WORK INSTRUCTIONS: Using the listing below, return every line that includes "IHDR".

- - - -

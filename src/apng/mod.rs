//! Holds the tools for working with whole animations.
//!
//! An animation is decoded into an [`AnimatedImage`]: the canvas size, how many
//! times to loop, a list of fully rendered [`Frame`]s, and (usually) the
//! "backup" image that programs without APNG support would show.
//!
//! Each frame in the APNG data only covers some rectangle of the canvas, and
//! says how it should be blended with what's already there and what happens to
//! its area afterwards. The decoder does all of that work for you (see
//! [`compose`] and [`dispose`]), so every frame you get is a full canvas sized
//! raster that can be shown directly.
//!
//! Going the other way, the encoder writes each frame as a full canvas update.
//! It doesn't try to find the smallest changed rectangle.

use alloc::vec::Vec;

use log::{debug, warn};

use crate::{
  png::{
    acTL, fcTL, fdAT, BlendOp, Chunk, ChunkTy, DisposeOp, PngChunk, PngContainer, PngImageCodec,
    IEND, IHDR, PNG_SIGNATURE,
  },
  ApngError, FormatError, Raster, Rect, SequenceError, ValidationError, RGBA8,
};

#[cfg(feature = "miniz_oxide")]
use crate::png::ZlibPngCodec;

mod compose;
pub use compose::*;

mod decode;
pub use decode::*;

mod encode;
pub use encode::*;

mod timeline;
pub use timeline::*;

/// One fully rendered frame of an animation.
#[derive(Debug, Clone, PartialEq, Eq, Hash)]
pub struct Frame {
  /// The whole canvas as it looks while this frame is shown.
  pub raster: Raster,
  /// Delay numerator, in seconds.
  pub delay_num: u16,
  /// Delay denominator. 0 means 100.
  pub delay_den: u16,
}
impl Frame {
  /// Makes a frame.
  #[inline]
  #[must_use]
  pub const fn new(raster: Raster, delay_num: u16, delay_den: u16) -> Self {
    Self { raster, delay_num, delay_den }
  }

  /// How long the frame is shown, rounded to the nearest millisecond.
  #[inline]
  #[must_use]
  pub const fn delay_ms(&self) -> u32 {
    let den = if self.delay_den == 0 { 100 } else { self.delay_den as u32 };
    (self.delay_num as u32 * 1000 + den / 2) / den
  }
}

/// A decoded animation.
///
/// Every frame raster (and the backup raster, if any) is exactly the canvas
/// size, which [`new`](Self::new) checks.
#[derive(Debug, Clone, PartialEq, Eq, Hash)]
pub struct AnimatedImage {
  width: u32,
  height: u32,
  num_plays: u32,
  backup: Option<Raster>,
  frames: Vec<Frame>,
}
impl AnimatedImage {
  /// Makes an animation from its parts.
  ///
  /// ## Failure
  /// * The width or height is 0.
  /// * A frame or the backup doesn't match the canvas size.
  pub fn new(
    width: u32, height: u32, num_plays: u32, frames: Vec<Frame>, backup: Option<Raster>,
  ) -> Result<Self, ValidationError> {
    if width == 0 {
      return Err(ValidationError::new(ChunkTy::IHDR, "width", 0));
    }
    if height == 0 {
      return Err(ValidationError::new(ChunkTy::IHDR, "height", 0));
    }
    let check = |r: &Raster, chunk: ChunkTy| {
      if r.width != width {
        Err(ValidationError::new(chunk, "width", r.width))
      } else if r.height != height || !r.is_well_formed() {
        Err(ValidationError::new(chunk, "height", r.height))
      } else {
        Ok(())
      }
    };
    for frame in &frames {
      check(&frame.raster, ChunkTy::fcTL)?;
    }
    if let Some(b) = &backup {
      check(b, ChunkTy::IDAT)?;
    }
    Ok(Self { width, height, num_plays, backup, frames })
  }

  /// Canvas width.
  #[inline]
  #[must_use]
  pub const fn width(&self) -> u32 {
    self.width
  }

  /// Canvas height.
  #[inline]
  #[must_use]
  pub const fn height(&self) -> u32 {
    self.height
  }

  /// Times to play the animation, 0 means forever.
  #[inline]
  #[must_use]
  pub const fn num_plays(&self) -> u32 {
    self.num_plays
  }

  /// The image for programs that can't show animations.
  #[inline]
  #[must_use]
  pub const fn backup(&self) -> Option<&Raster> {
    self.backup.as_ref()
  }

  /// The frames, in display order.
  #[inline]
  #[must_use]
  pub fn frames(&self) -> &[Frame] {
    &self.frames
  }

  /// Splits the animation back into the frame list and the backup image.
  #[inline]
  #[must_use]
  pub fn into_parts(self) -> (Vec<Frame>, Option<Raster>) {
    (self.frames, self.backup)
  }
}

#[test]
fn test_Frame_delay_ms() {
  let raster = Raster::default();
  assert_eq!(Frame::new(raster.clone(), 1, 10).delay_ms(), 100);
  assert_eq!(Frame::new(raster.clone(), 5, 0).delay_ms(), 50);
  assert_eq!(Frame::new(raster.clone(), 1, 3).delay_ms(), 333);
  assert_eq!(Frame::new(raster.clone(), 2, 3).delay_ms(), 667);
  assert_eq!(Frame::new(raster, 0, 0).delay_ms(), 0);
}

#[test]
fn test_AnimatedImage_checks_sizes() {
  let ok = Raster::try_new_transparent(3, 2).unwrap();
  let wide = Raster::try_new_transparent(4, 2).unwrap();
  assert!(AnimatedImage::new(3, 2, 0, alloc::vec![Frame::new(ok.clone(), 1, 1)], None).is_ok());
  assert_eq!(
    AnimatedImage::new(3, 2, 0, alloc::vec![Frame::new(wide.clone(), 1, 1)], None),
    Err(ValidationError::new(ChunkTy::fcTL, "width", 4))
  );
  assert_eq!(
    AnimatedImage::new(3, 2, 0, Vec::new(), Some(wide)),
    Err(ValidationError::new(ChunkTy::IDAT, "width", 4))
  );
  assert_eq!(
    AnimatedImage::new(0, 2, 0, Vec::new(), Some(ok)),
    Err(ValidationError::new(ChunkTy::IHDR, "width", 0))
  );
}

- - - -

EXPECTED OUTPUT:
    IEND, IHDR, PNG_SIGNATURE,
      return Err(ValidationError::new(ChunkTy::IHDR, "width", 0));
      return Err(ValidationError::new(ChunkTy::IHDR, "height", 0));
    Err(ValidationError::new(ChunkTy::IHDR, "width", 0))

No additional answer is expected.